Supreme Court of Arizona

January 19, 1931

THE INDUSTRIAL COMMISSION OF ARIZONA, Appellant,
v.
THE ARIZONA POWER COMPANY, a Corporation, Appellee

APPEAL from a judgment of the Superior Court of the County of Maricopa. M. T. Phelps, Judge. Reversed and remanded, with directions.

Mr. K. Berry Peterson, Attorney General, Mr. John J. Taheny, Mr. H. A. Elliott and Messrs. Elliott & Shimmel, for Appellant.

Messrs. Cornick & Crable, for Appellee.

OPINION

Page 306

[37 Ariz. 427] ROSS, J.

On August 20, 1926, the Industrial Commission of Arizona insured the Arizona Power Company against its entire compensation liability under the Workmen's Compensation Act for the period to and including December 31, 1926, and received from the insured as initial payment on premium the sum of $4,134. Claiming under the terms [37 Ariz. 428] and conditions of the policy there had accrued during said period premiums amounting to $16,555.38, the commission demanded of the insured the difference between these two sums, to wit, $12,421.38, and payment being refused this action was begun to recover said sum.

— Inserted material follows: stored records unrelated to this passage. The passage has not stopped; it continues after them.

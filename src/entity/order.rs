//! Column-order resolution from descriptor ordinal markings.
//!
//! # Responsibility
//! - Turn an entity's descriptor slice into the ascending column order used
//!   by generated SQL and staging grids.
//! - Reject entities whose descriptors are incompletely marked.
//!
//! # Invariants
//! - Resolution is recomputed per call; there is no cross-call cache.
//! - Ordinals need not be contiguous. Duplicate ordinals resolve in an
//!   unspecified relative order.

use crate::entity::column::{ColumnDef, ColumnKind, Entity, EntityKey};
use std::error::Error;
use std::fmt::{Debug, Display, Formatter};

/// Configuration error raised while resolving column order.
///
/// These are programmer errors in the entity declaration, deliberately
/// fatal: there is no sensible runtime recovery from a half-mapped entity.
#[derive(Debug, Clone, Copy, PartialEq, Eq)]
pub enum ColumnOrderError {
    /// A descriptor was declared without an ordinal marking.
    MissingOrderMarking { field: &'static str },
    /// The declared key column has no descriptor.
    KeyColumnUnlisted { column: &'static str },
    /// The key column's storage class contradicts the entity's key type.
    KeyKindMismatch {
        column: &'static str,
        key_kind: ColumnKind,
        declared: ColumnKind,
    },
}

impl Display for ColumnOrderError {
    fn fmt(&self, f: &mut Formatter<'_>) -> std::fmt::Result {
        match self {
            Self::MissingOrderMarking { field } => {
                write!(f, "no order marking declared for column `{field}`")
            }
            Self::KeyColumnUnlisted { column } => {
                write!(f, "key column `{column}` has no descriptor")
            }
            Self::KeyKindMismatch {
                column,
                key_kind,
                declared,
            } => write!(
                f,
                "key column `{column}` is declared {declared} but the key type stores {key_kind}"
            ),
        }
    }
}

impl Error for ColumnOrderError {}

/// Resolved ascending column order for one entity type.
pub struct ColumnOrder<E: 'static> {
    entries: Vec<(u32, &'static ColumnDef<E>)>,
}

impl<E: 'static> Debug for ColumnOrder<E> {
    fn fmt(&self, f: &mut Formatter<'_>) -> std::fmt::Result {
        // Descriptors carry fn pointers; render ordinal/name pairs only.
        f.debug_struct("ColumnOrder")
            .field("entries", &self.entries().collect::<Vec<_>>())
            .finish()
    }
}

impl<E: Entity> ColumnOrder<E> {
    /// Resolves the descriptor ordinal markings into ascending order.
    ///
    /// # Errors
    /// - `MissingOrderMarking` when any descriptor lacks an ordinal,
    ///   naming the offending column.
    /// - `KeyColumnUnlisted` when `E::KEY_COLUMN` is absent from the
    ///   descriptors.
    /// - `KeyKindMismatch` when the key descriptor's storage class
    ///   contradicts `E::Key`.
    pub fn resolve() -> Result<Self, ColumnOrderError> {
        let mut entries = Vec::with_capacity(E::COLUMNS.len());

        for column in E::COLUMNS {
            match column.ordinal {
                Some(ordinal) => entries.push((ordinal, column)),
                None => {
                    return Err(ColumnOrderError::MissingOrderMarking { field: column.name });
                }
            }
        }

        let key = entries
            .iter()
            .map(|(_, col)| *col)
            .find(|col| col.name == E::KEY_COLUMN)
            .ok_or(ColumnOrderError::KeyColumnUnlisted {
                column: E::KEY_COLUMN,
            })?;
        if key.kind != E::Key::kind() {
            return Err(ColumnOrderError::KeyKindMismatch {
                column: E::KEY_COLUMN,
                key_kind: E::Key::kind(),
                declared: key.kind,
            });
        }

        entries.sort_by_key(|(ordinal, _)| *ordinal);
        Ok(Self { entries })
    }
}

impl<E: 'static> ColumnOrder<E> {
    /// Iterates descriptors in resolved order.
    pub fn columns(&self) -> impl Iterator<Item = &'static ColumnDef<E>> + '_ {
        self.entries.iter().map(|(_, column)| *column)
    }

    /// Iterates `(ordinal, column name)` pairs in resolved order.
    pub fn entries(&self) -> impl Iterator<Item = (u32, &'static str)> + '_ {
        self.entries
            .iter()
            .map(|(ordinal, column)| (*ordinal, column.name))
    }

    /// Column names in resolved order.
    pub fn names(&self) -> Vec<&'static str> {
        self.entries.iter().map(|(_, column)| column.name).collect()
    }

    pub fn len(&self) -> usize {
        self.entries.len()
    }

    pub fn is_empty(&self) -> bool {
        self.entries.is_empty()
    }
}
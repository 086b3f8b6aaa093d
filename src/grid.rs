//! In-memory staging grid for bulk loading.
//!
//! # Responsibility
//! - Hold one typed column per ordered field and one value row per entity,
//!   ready to stream into a destination table.
//!
//! # Invariants
//! - Column shape comes from the static descriptors, so an empty entity
//!   collection still yields a fully shaped grid.
//! - Every stored value matches its column's storage class or is NULL.

use crate::entity::column::{ColumnKind, Entity};
use crate::entity::order::ColumnOrder;
use rusqlite::types::{Type, Value};
use std::error::Error;
use std::fmt::{Display, Formatter};

/// Build error for staging grids.
#[derive(Debug)]
pub enum GridError {
    /// An entity produced a value outside its column's storage class.
    TypeMismatch {
        column: &'static str,
        expected: ColumnKind,
        found: Type,
    },
}

impl Display for GridError {
    fn fmt(&self, f: &mut Formatter<'_>) -> std::fmt::Result {
        match self {
            Self::TypeMismatch {
                column,
                expected,
                found,
            } => write!(
                f,
                "column `{column}` expects {expected} values, entity produced {found}"
            ),
        }
    }
}

impl Error for GridError {}

/// One typed grid column.
#[derive(Debug, Clone, Copy, PartialEq, Eq)]
pub struct GridColumn {
    pub name: &'static str,
    pub kind: ColumnKind,
}

/// Columnar staging structure: the bulk-load payload for one entity slice.
#[derive(Debug)]
pub struct DataGrid {
    columns: Vec<GridColumn>,
    rows: Vec<Vec<Value>>,
}

impl DataGrid {
    /// Builds a grid from entities using the resolved column order.
    ///
    /// Values are copied positionally; `None` fields arrive here as
    /// `Value::Null` and map to the SQL NULL marker unchanged.
    ///
    /// # Errors
    /// - `TypeMismatch` when a `get` accessor yields a value outside the
    ///   declared storage class.
    pub fn from_entities<E: Entity>(
        entities: &[E],
        order: &ColumnOrder<E>,
    ) -> Result<Self, GridError> {
        let columns: Vec<GridColumn> = order
            .columns()
            .map(|column| GridColumn {
                name: column.name,
                kind: column.kind,
            })
            .collect();

        let mut rows = Vec::with_capacity(entities.len());
        for entity in entities {
            let mut row = Vec::with_capacity(columns.len());
            for column in order.columns() {
                let value = (column.get)(entity);
                if !column.kind.admits(&value) {
                    return Err(GridError::TypeMismatch {
                        column: column.name,
                        expected: column.kind,
                        found: value.data_type(),
                    });
                }
                row.push(value);
            }
            rows.push(row);
        }

        Ok(Self { columns, rows })
    }

    pub fn columns(&self) -> &[GridColumn] {
        &self.columns
    }

    /// Column names in grid order.
    pub fn column_names(&self) -> Vec<&'static str> {
        self.columns.iter().map(|column| column.name).collect()
    }

    /// Iterates value rows in insertion order.
    pub fn rows(&self) -> impl Iterator<Item = &[Value]> + '_ {
        self.rows.iter().map(Vec::as_slice)
    }

    pub fn row_count(&self) -> usize {
        self.rows.len()
    }

    pub fn is_empty(&self) -> bool {
        self.rows.is_empty()
    }
}
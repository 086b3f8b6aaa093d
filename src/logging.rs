//! Logging bootstrap and policy.
//!
//! # Responsibility
//! - Initialize file-based rolling logs exactly once per process.
//! - Keep repository diagnostics metadata-only (`event=...` key/value
//!   lines); no row contents ever reach the log.
//!
//! # Invariants
//! - Logging init is idempotent for the same directory and level.
//! - Re-initialization with a different directory or level is rejected.
//! - Initialization never panics.

use flexi_logger::{Cleanup, Criterion, FileSpec, Logger, LoggerHandle, Naming, WriteMode};
use log::info;
use once_cell::sync::OnceCell;
use std::path::{Path, PathBuf};

const LOG_FILE_BASENAME: &str = "rowstage";
const MAX_LOG_FILE_SIZE_BYTES: u64 = 10 * 1024 * 1024;
const MAX_LOG_FILES: usize = 5;

static LOGGING_STATE: OnceCell<LoggingState> = OnceCell::new();

struct LoggingState {
    level: &'static str,
    log_dir: PathBuf,
    _logger: LoggerHandle,
}

/// Initializes logging with level and directory.
///
/// Returns `Ok(())` when logging is active, or a human-readable error string
/// when initialization fails.
///
/// # Errors
/// - Returns an error when `level` is unsupported.
/// - Returns an error when `log_dir` is empty, non-absolute, or cannot be
///   created.
/// - Returns an error when the logger backend fails to start.
pub fn init_logging(level: &str, log_dir: &str) -> Result<(), String> {
    let normalized_level = normalize_level(level)?;
    let normalized_dir = normalize_log_dir(log_dir)?;

    let init_dir = normalized_dir.clone();
    let state = LOGGING_STATE.get_or_try_init(|| -> Result<LoggingState, String> {
        std::fs::create_dir_all(&init_dir).map_err(|err| {
            format!(
                "failed to create log directory `{}`: {err}",
                init_dir.display()
            )
        })?;

        let logger = Logger::try_with_str(normalized_level)
            .map_err(|err| format!("invalid log level `{normalized_level}`: {err}"))?
            .log_to_file(
                FileSpec::default()
                    .directory(init_dir.as_path())
                    .basename(LOG_FILE_BASENAME),
            )
            .rotate(
                Criterion::Size(MAX_LOG_FILE_SIZE_BYTES),
                Naming::Numbers,
                Cleanup::KeepLogFiles(MAX_LOG_FILES),
            )
            .write_mode(WriteMode::BufferAndFlush)
            .append()
            .format_for_files(flexi_logger::detailed_format)
            .start()
            .map_err(|err| format!("failed to start logger: {err}"))?;

        info!(
            "event=logging_init module=core status=ok level={} log_dir={} version={}",
            normalized_level,
            init_dir.display(),
            env!("CARGO_PKG_VERSION")
        );

        Ok(LoggingState {
            level: normalized_level,
            log_dir: init_dir,
            _logger: logger,
        })
    })?;

    if state.log_dir != normalized_dir {
        return Err(format!(
            "logging already initialized at `{}`; refusing to switch to `{}`",
            state.log_dir.display(),
            normalized_dir.display()
        ));
    }
    if state.level != normalized_level {
        return Err(format!(
            "logging already initialized with level `{}`; refusing to switch to `{}`",
            state.level, normalized_level
        ));
    }

    Ok(())
}

/// Returns active logging status metadata.
///
/// Returns `None` when logging has not been initialized, `(level, log_dir)`
/// when it is active.
pub fn logging_status() -> Option<(&'static str, PathBuf)> {
    LOGGING_STATE
        .get()
        .map(|state| (state.level, state.log_dir.clone()))
}

/// Returns the default log level for the current build mode.
pub fn default_log_level() -> &'static str {
    if cfg!(debug_assertions) {
        "debug"
    } else {
        "info"
    }
}

fn normalize_level(level: &str) -> Result<&'static str, String> {
    match level.trim().to_ascii_lowercase().as_str() {
        "trace" => Ok("trace"),
        "debug" => Ok("debug"),
        "info" => Ok("info"),
        "warn" | "warning" => Ok("warn"),
        "error" => Ok("error"),
        other => Err(format!(
            "unsupported log level `{other}`; expected trace|debug|info|warn|error"
        )),
    }
}

fn normalize_log_dir(log_dir: &str) -> Result<PathBuf, String> {
    let trimmed = log_dir.trim();
    if trimmed.is_empty() {
        return Err("log_dir cannot be empty".to_string());
    }
    let path = Path::new(trimmed);
    if !path.is_absolute() {
        return Err(format!("log_dir must be an absolute path, got `{trimmed}`"));
    }
    Ok(path.to_path_buf())
}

The policy is what is known and referred to as a self-rating policy. It is the same form of policy employed by the commission to insure employers in the state compensation fund, except the method adopted to ascertain the amount of the premiums to be paid. Such method is expressed in a typewritten indorsement on the policy in words and figures as follows:

"Except as regards the loading for expense of administration and for catastrophe and excess losses, the rate or rates of premium for this policy shall be subject to the experience rating plan of The Industrial Commission of Arizona on a 100 per cent. self-rating basis, i. e., the rate or rates shall be modified upward or downward in direct proportion to the ratio of the actual loss experience (exclusive of catastrophe and excess losses) to the expected loss experience (exclusive of catastrophe and excess losses).

"The initial experience period shall extend from the date of inception of this policy to and including December 31st, 1926.

"Every succeeding calendar year shall be an experience period.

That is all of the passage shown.